How the Light of Jesus Shines Through Ordinary People
While reflecting on the theme of this issue of Inscribed, a childhood memory came to mind. We would sing loudly in church, off-key and unashamed, “This little light of mine, I’m gonna let it shine…!” Jesus’s words in Matthew 5:16 inspired that simple song, “Let your light shine before others…”. We often jazzed up the tune by adding a line mentioning our hometown in Missouri. Raising our index fingers like candles and circling them above our heads, we’d sing, “Let it shine over Poplar Bluff, I’m gonna let it shine, let it shine, let it shine, let it shine!” That long-ago memory makes me wonder, how do we let the light of Jesus shine today?

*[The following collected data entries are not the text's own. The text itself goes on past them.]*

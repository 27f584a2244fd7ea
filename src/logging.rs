//! Log output for binaries and tests built on this crate.
//!
//! The library only emits `tracing` events; nothing is printed until a
//! subscriber is installed.

use tracing_subscriber::{layer::SubscriberExt, util::SubscriberInitExt, EnvFilter};

/// Variable read first for the log filter.
pub const LOG_ENV: &str = "OX_LOG";

const DEFAULT_FILTER: &str = "warn";

/// Install a stderr `fmt` subscriber filtered by `OX_LOG`, then `RUST_LOG`,
/// then `warn`.
///
/// Returns `false` when a global subscriber was already set; the existing one
/// stays in place.
pub fn init() -> bool {
    tracing_subscriber::registry()
        .with(filter())
        .with(tracing_subscriber::fmt::layer().with_writer(std::io::stderr))
        .try_init()
        .is_ok()
}

fn filter() -> EnvFilter {
    EnvFilter::try_from_env(LOG_ENV)
        .or_else(|_| EnvFilter::try_from_default_env())
        .unwrap_or_else(|_| EnvFilter::new(DEFAULT_FILTER))
}

#[cfg(test)]
mod tests {
    use super::*;

    #[test]
    fn test_init_is_idempotent() {
        let _ = init();
        assert!(!init());
    }
}
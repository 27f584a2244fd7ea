//! Query Engine - SQL `WHERE` predicates over experiment records
//!
//! ## Pipeline
//!
//! ```text
//! experiments ──> rows (fixed fields + non-shadowing config keys)
//!             ──> Arrow RecordBatch (column union, types from values)
//!             ──> predicate (sqlparser, GenericDialect) evaluated with Arrow kernels
//!             ──> filtered rows
//! ```
//!
//! ## Supported Expression Subset
//!
//! - column identifiers (case-insensitive unless quoted) and literals
//! - `= != <> < <= > >=`, `AND OR NOT`, `+ - * / %`, unary minus
//! - `IS [NOT] NULL`, `IS [NOT] TRUE`, `IS [NOT] FALSE`
//! - `[NOT] BETWEEN`, `[NOT] IN (...)`, `[NOT] LIKE`, `[NOT] ILIKE`
//!
//! References:
//! - sqlparser-rs: <https://docs.rs/sqlparser>

mod executor;
mod table;

use std::path::Path;

use serde_json::{Map, Value};
use sqlparser::ast::Expr;
use sqlparser::dialect::GenericDialect;
use sqlparser::parser::Parser;
use sqlparser::tokenizer::Token;
use tracing::debug;

use crate::experiment::{store, Experiment};
use crate::{Error, Result};

/// One result row: column name to value, in column order.
pub type Row = Map<String, Value>;

/// Predicate parser and executor
pub struct QueryEngine {
    dialect: GenericDialect,
}

impl Default for QueryEngine {
    fn default() -> Self {
        Self::new()
    }
}

impl QueryEngine {
    /// Create a new query engine
    #[must_use]
    pub const fn new() -> Self {
        Self {
            dialect: GenericDialect {},
        }
    }

    /// Parse a single SQL expression.
    ///
    /// # Errors
    ///
    /// `QueryError` for a syntax error or trailing tokens after the
    /// expression.
    pub fn parse(&self, expression: &str) -> Result<Expr> {
        let mut parser = Parser::new(&self.dialect)
            .try_with_sql(expression)
            .map_err(|e| query_failure(e.to_string()))?;
        let expr = parser.parse_expr().map_err(|e| query_failure(e.to_string()))?;

        let next = parser.peek_token();
        if next.token != Token::EOF {
            return fail(format!("unexpected trailing input starting at {}", next.token));
        }
        Ok(expr)
    }

    /// Filter experiments with a `WHERE` predicate.
    ///
    /// # Errors
    ///
    /// `QueryError` carrying the expression and the sorted column list for
    /// any parse or evaluation failure.
    ///
    /// # Example
    ///
    /// ```
    /// use ox_core::experiment::Experiment;
    /// use ox_core::query::QueryEngine;
    ///
    /// # fn main() -> ox_core::Result<()> {
    /// let experiments = vec![
    ///     Experiment::builder("a", "sweep").tag("baseline").build(),
    ///     Experiment::builder("b", "sweep").build(),
    /// ];
    /// let rows = QueryEngine::new().execute("tags LIKE '%baseline%'", &experiments)?;
    /// assert_eq!(rows.len(), 1);
    /// assert_eq!(rows[0]["id"], "a");
    /// # Ok(())
    /// # }
    /// ```
    pub fn execute(&self, expression: &str, experiments: &[Experiment]) -> Result<Vec<Row>> {
        if experiments.is_empty() {
            return Ok(Vec::new());
        }

        let rows: Vec<Row> = experiments.iter().map(Experiment::to_row).collect();
        let columns = table::column_names(&rows);

        let run = || -> Result<Vec<Row>> {
            let predicate = self.parse(expression)?;
            let batch = table::to_batch(&rows, &columns)?;
            let filtered = executor::filter(&batch, &predicate)?;
            table::to_rows(&filtered)
        };

        let result = run().map_err(|e| with_context(e, expression, &columns))?;
        debug!(expression, matched = result.len(), total = rows.len(), "query executed");
        Ok(result)
    }
}

/// Query every loadable record under a project root.
///
/// # Errors
///
/// `QueryError` for a bad expression; `Io` when the scan fails.
pub fn query(expression: &str, root: &Path) -> Result<Vec<Row>> {
    let report = store::load_all(root)?;
    query_records(expression, &report.experiments)
}

/// Query an already-loaded list of experiments.
///
/// # Errors
///
/// `QueryError` for a bad expression.
pub fn query_records(expression: &str, experiments: &[Experiment]) -> Result<Vec<Row>> {
    QueryEngine::new().execute(expression, experiments)
}

fn query_failure(message: String) -> Error {
    Error::QueryError {
        message,
        expression: String::new(),
        columns: Vec::new(),
    }
}

/// Fail with a `QueryError`; the caller fills in the expression and columns.
pub(crate) fn fail<T>(message: impl Into<String>) -> Result<T> {
    Err(query_failure(message.into()))
}

fn with_context(error: Error, expression: &str, columns: &[String]) -> Error {
    let message = match error {
        Error::QueryError { message, .. } => message,
        other => other.to_string(),
    };
    let mut columns = columns.to_vec();
    columns.sort();
    Error::QueryError {
        message,
        expression: expression.to_string(),
        columns,
    }
}

#[cfg(test)]
mod tests {
    use super::*;
    use crate::ErrorKind;

    #[test]
    fn test_parse_single_expression() {
        let engine = QueryEngine::new();
        assert!(engine.parse("lr > 0.01 AND status = 'completed'").is_ok());
    }

    #[test]
    fn test_trailing_tokens_rejected() {
        let err = QueryEngine::new().parse("lr > 0.01 extra").unwrap_err();
        assert_eq!(err.kind(), ErrorKind::QueryError);
    }

    #[test]
    fn test_empty_records_skip_parsing() {
        let rows = query_records("this is not sql ((", &[]).unwrap();
        assert!(rows.is_empty());
    }

    #[test]
    fn test_error_lists_sorted_columns() {
        let experiments = vec![Experiment::new("a", "s")];
        let err = query_records("nope = 1", &experiments).unwrap_err();
        let Error::QueryError {
            expression, columns, ..
        } = &err
        else {
            panic!("expected QueryError");
        };
        assert_eq!(expression, "nope = 1");
        let mut sorted = columns.clone();
        sorted.sort();
        assert_eq!(columns, &sorted);
        assert!(columns.contains(&"study".to_string()));
        assert!(err.to_string().contains("Available columns:"));
    }
}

Jesus is the light sent to us.
The Apostle Paul helps us answer this question in 2 Corinthians 4:6–7: “For God, who said, ‘Let light shine out of darkness,’ has shone in our hearts… But we have this treasure in jars of clay, to show that the surpassing power belongs to God and not to us.” This truth is central to Christmas: Jesus is the Light sent into the world (John 8:12), “…to shine on those living in darkness…” (Luke 1:79). For Christians, the light sent to us is also within us. According to Paul, we carry a priceless treasure in our fragile humanity, like storing diamonds in a burlap sack. We are jars of clay, holding the infinite treasure of the gospel in our earthen hearts.
His light must shine in us before it shines through us.
The light of Christ must enter us before it can shine through us. Paul compares this inner illumination to God’s speaking light into creation: “Let there be light” (Gen. 1:3). His own conversion began when he was blinded by a light from heaven (Acts 9:3), and only after his heart was enlightened did he become a light to the Gentiles. We cannot reflect what we have not received.
When I was seven years old, God allowed His light to shine into my heart. John Wesley White, an associate of Billy Graham, held a series of evangelistic meetings in our high school gymnasium. One night, as the choir sang and the invitation was given, I turned from my sin and trusted Jesus. I “believed in His name” and became a child of God (John 1:12). I sensed God’s forgiveness and the light of His presence both then and ever since!
Afterward, my older brother whispered sarcastically, “You’re too young to know what you’re doing!” I didn’t say a word to him, but inside I thought, “Yes, I do!” I knew I had been saved; I sensed that I had been forgiven of my sins and adopted as God’s child. And I still know it. That was the night I saw the light. It remains true: the light must shine in us before it shines through us.
Then His light shines through us.
Paul says we carry the treasure of Christ “in jars of clay” (2 Cor. 4:7). In his time, clay jars were simple, inexpensive containers, but not considered especially valuable. They were ordinary utensils, fragile, breakable, and unremarkable, which is the point Paul wants to highlight. We, like jars of clay, are vessels through which God reveals His glory to demonstrate that the power belongs to Him. This has generally been God’s pattern: not to call the extraordinary but to use ordinary “jars of clay” people to shine His light. Along these lines, David Roper writes, “The people God uses have rarely been great people, nor have great people been the people God uses… God looks for misfits and milquetoasts, schmucks, and schlemiels. It’s not that he has to make-do with a bunch of fools. He chooses them.”
If God delights in using ordinary people, then Jesus shines through us most naturally in simple acts of love. For example, speaking a kind word to a discouraged friend, saving a seat at the Christmas table for someone who might otherwise eat alone, or inviting a neighbor to your church’s Christmas services. We don’t need to be spectacular to be useful; we only need to be willing to make small sacrifices so the light of Jesus can shine through us.
As the world grows darker, how can we shine the light of Jesus? By recognizing that we are not the light ourselves, but that we carry the light of Jesus within us. We are jars of clay, chosen and filled so that others might see Christ in us. So may we lift high the candle of Christ this Christmas, not through brilliance, but through humble faith, trusting that God still makes light shine out of darkness.